The data:
--- START ---
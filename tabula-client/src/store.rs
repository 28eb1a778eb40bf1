//! Client-side session mirror.
//!
//! Holds the ordered session list and the active-session pointer. Inbound
//! payloads are normalized and clamped with the same bounds the server
//! retention uses, so the mirror can never outgrow what the server would
//! keep. Optimistic local edits are reconciled against the authoritative
//! chat response.

use tabula_core::models::{Message, Role, Session, Table, TableSummary};
use tabula_core::sanitize;

use crate::api::ChatResponse;

pub const MAX_STORED_SESSIONS: usize = 100;
pub const MAX_MESSAGES_PER_SESSION: usize = 200;

const DEFAULT_TITLE: &str = "New chat";

fn now_ms() -> i64 {
    chrono::Utc::now().timestamp_millis()
}

fn temp_message_id(role: Role) -> String {
    format!("{}_tmp_{}", role.as_str(), uuid::Uuid::new_v4().simple())
}

fn normalize_session(mut session: Session) -> Session {
    let title = session.title.trim();
    session.title = if title.is_empty() {
        DEFAULT_TITLE.to_string()
    } else {
        title.to_string()
    };
    session.messages.truncate(MAX_MESSAGES_PER_SESSION);
    session.messages = session
        .messages
        .iter()
        .map(|m| {
            sanitize::sanitize_message_record(
                &m.id,
                m.role.as_str(),
                &m.text,
                m.time,
                &m.table_summary,
                &m.table_data,
                0,
            )
        })
        .collect();
    session
}

#[derive(Default)]
pub struct SessionStore {
    sessions: Vec<Session>,
    current_session_id: Option<String>,
}

impl SessionStore {
    pub fn new() -> Self {
        Self::default()
    }

    pub fn sessions(&self) -> &[Session] {
        &self.sessions
    }

    pub fn current_session_id(&self) -> Option<&str> {
        self.current_session_id.as_deref()
    }

    pub fn set_current_session_id(&mut self, id: Option<String>) {
        self.current_session_id = id;
    }

    pub fn current_session(&self) -> Option<&Session> {
        let id = self.current_session_id.as_deref()?;
        self.session_by_id(id)
    }

    pub fn session_by_id(&self, id: &str) -> Option<&Session> {
        self.sessions.iter().find(|s| s.id == id)
    }

    fn session_by_id_mut(&mut self, id: &str) -> Option<&mut Session> {
        self.sessions.iter_mut().find(|s| s.id == id)
    }

    /// Replaces the whole list. The current-session pointer falls back to
    /// the head of the list when its target is gone.
    pub fn set_sessions(&mut self, list: Vec<Session>) {
        self.sessions = list
            .into_iter()
            .take(MAX_STORED_SESSIONS)
            .map(normalize_session)
            .collect();
        let current_still_exists = self
            .current_session_id
            .as_deref()
            .is_some_and(|id| self.sessions.iter().any(|s| s.id == id));
        if !current_still_exists {
            self.current_session_id = self.sessions.first().map(|s| s.id.clone());
        }
    }

    /// Merge-by-id: replace in place when the id is known, else prepend.
    /// Returns the stored session's id.
    pub fn upsert_session(&mut self, session: Session) -> String {
        let session = normalize_session(session);
        let id = session.id.clone();
        match self.sessions.iter().position(|s| s.id == id) {
            Some(index) => self.sessions[index] = session,
            None => self.sessions.insert(0, session),
        }
        self.sessions.truncate(MAX_STORED_SESSIONS);
        if self.current_session_id.is_none() {
            self.current_session_id = Some(id.clone());
        }
        id
    }

    /// Upsert and make current.
    pub fn ensure_session(&mut self, session: Session) -> String {
        let id = self.upsert_session(session);
        self.current_session_id = Some(id.clone());
        id
    }

    pub fn remove_session_local(&mut self, id: &str) {
        let Some(index) = self.sessions.iter().position(|s| s.id == id) else {
            return;
        };
        self.sessions.remove(index);
        if self.current_session_id.as_deref() == Some(id) {
            self.current_session_id = self.sessions.first().map(|s| s.id.clone());
        }
    }

    /// A session without any user message is "empty" and eligible for
    /// silent pruning on navigation away.
    pub fn is_empty_session(&self, id: &str) -> bool {
        self.session_by_id(id)
            .is_some_and(|s| !s.has_user_messages())
    }

    /// Optimistic user turn, appended before the server round trip. Returns
    /// a clone of the stored message, `None` when the session is unknown.
    pub fn add_user_message_local(
        &mut self,
        session_id: &str,
        text: &str,
        id: Option<String>,
        time: Option<i64>,
    ) -> Option<Message> {
        let message = Message {
            id: id
                .filter(|i| !i.trim().is_empty())
                .unwrap_or_else(|| temp_message_id(Role::User)),
            role: Role::User,
            text: text.to_string(),
            time: time.unwrap_or_else(now_ms),
            table_summary: Vec::new(),
            table_data: Vec::new(),
        };
        self.append_message(session_id, message)
    }

    pub fn add_bot_message_local(
        &mut self,
        session_id: &str,
        text: &str,
        table_data: Vec<Table>,
        table_summary: Vec<TableSummary>,
    ) -> Option<Message> {
        let message = Message {
            id: temp_message_id(Role::Bot),
            role: Role::Bot,
            text: text.to_string(),
            time: now_ms(),
            table_summary,
            table_data,
        };
        self.append_message(session_id, message)
    }

    fn append_message(&mut self, session_id: &str, message: Message) -> Option<Message> {
        let now = now_ms();
        let session = self.session_by_id_mut(session_id)?;
        session.messages.push(message.clone());
        let len = session.messages.len();
        if len > MAX_MESSAGES_PER_SESSION {
            session.messages.drain(..len - MAX_MESSAGES_PER_SESSION);
        }
        session.updated_at = now;
        Some(message)
    }

    pub fn remove_message(&mut self, session_id: &str, message_id: &str) {
        if let Some(session) = self.session_by_id_mut(session_id) {
            session.messages.retain(|m| m.id != message_id);
        }
    }

    /// Reconciles a chat response against the mirror.
    ///
    /// When the server allocated a replacement session, the local session
    /// under the old id (optimistic message included) is discarded and the
    /// authoritative payload takes its place, so the turn is represented
    /// exactly once. Without an authoritative session payload the bot
    /// message is appended locally with a summary derived from the returned
    /// tables.
    pub fn apply_chat_response(&mut self, initial_session_id: &str, response: &ChatResponse) {
        let session_id = if response.session_id.trim().is_empty() {
            initial_session_id.to_string()
        } else {
            response.session_id.trim().to_string()
        };
        if session_id != initial_session_id {
            self.remove_session_local(initial_session_id);
        }
        self.current_session_id = Some(session_id.clone());

        if let Some(session) = &response.session {
            self.upsert_session(session.clone());
        } else {
            let summary = sanitize::build_summary(&response.tables);
            self.add_bot_message_local(
                &session_id,
                &response.reply,
                response.tables.clone(),
                summary,
            );
        }
    }
}
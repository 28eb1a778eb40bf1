use serde::{Deserialize, Serialize};

use super::message::Message;

/// A conversation owned by exactly one opaque client identifier for its
/// entire lifetime. The owner never travels on the wire.
#[derive(Debug, Clone, PartialEq, Serialize, Deserialize)]
#[serde(rename_all = "camelCase")]
pub struct Session {
    pub id: String,
    pub title: String,
    #[serde(skip)]
    pub owner: String,
    #[serde(default)]
    pub created_at: i64,
    #[serde(default)]
    pub updated_at: i64,
    #[serde(default)]
    pub messages: Vec<Message>,
}

impl Session {
    pub fn has_user_messages(&self) -> bool {
        self.messages
            .iter()
            .any(|m| m.role == super::message::Role::User)
    }
}
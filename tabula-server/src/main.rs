use std::sync::Arc;

use clap::Parser;
use tabula_core::extract::RowLimits;
use tabula_core::TabulaConfig;
use tokio::sync::broadcast;
use tracing_subscriber::{fmt, EnvFilter};

use tabula_server::http::{self, HttpState};
use tabula_server::locks::SessionLocks;
use tabula_server::pipeline::{MessagePipeline, RetentionLimits};
use tabula_server::repo::PgSessionRepo;
use tabula_server::upstream::UpstreamClient;

#[derive(Parser, Debug)]
#[command(author, version, about, long_about = None)]
struct Args {
    #[arg(short, long, default_value = "tabula.toml")]
    config: String,

    #[arg(long)]
    health: bool,
}

#[tokio::main]
async fn main() -> anyhow::Result<()> {
    // Load .env file if present (dev convenience — production uses real env vars)
    dotenvy::dotenv().ok();

    let args = Args::parse();

    // Init logging
    fmt()
        .with_env_filter(EnvFilter::from_default_env().add_directive(tracing::Level::INFO.into()))
        .init();

    // Load config
    let config = match TabulaConfig::load(&args.config) {
        Ok(c) => c,
        Err(e) => {
            eprintln!("Failed to load config from {}: {}", args.config, e);
            std::process::exit(1);
        }
    };

    // Connect to DB
    let pool = match tabula_core::db::create_pool(&config.database).await {
        Ok(p) => p,
        Err(e) => {
            eprintln!("Failed to connect to database: {}", e);
            std::process::exit(1);
        }
    };

    if args.health {
        match tabula_core::db::health_check(&pool).await {
            Ok(v) => println!("✅ PostgreSQL connected: {}", v),
            Err(e) => {
                println!("❌ PostgreSQL connection failed: {}", e);
                std::process::exit(1);
            }
        }
        println!("✅ Tabula DB health check passed");
        return Ok(());
    }

    tabula_core::db::init_schema(&pool).await?;

    let upstream = UpstreamClient::new(&config.upstream)?;
    if !upstream.is_configured() {
        tracing::warn!("engine webhook url is not configured, chat turns will fail");
    }

    let limits = RowLimits::from(&config.tables);
    let state = Arc::new(HttpState {
        pipeline: MessagePipeline::new(
            Arc::new(PgSessionRepo::new(pool)),
            RetentionLimits::from(&config.retention),
            limits.effective(None),
        ),
        locks: SessionLocks::new(),
        upstream: Arc::new(upstream),
        limits,
    });

    let (tx, rx) = broadcast::channel(1);
    let shutdown_tx = tx.clone();

    tokio::spawn(async move {
        tokio::signal::ctrl_c()
            .await
            .expect("Failed to listen for Ctrl+C");
        tracing::info!("Shutdown signal received");
        let _ = shutdown_tx.send(());
    });

    http::start_http_server(state, &config.http.host, config.http.port, rx).await?;

    tracing::info!("Tabula server stopped");
    Ok(())
}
--- END ---
What you need to do:
From the records above, pull out each line that has "RowLimits".

Response to this task:
use tabula_core::extract::RowLimits;
    let limits = RowLimits::from(&config.tables);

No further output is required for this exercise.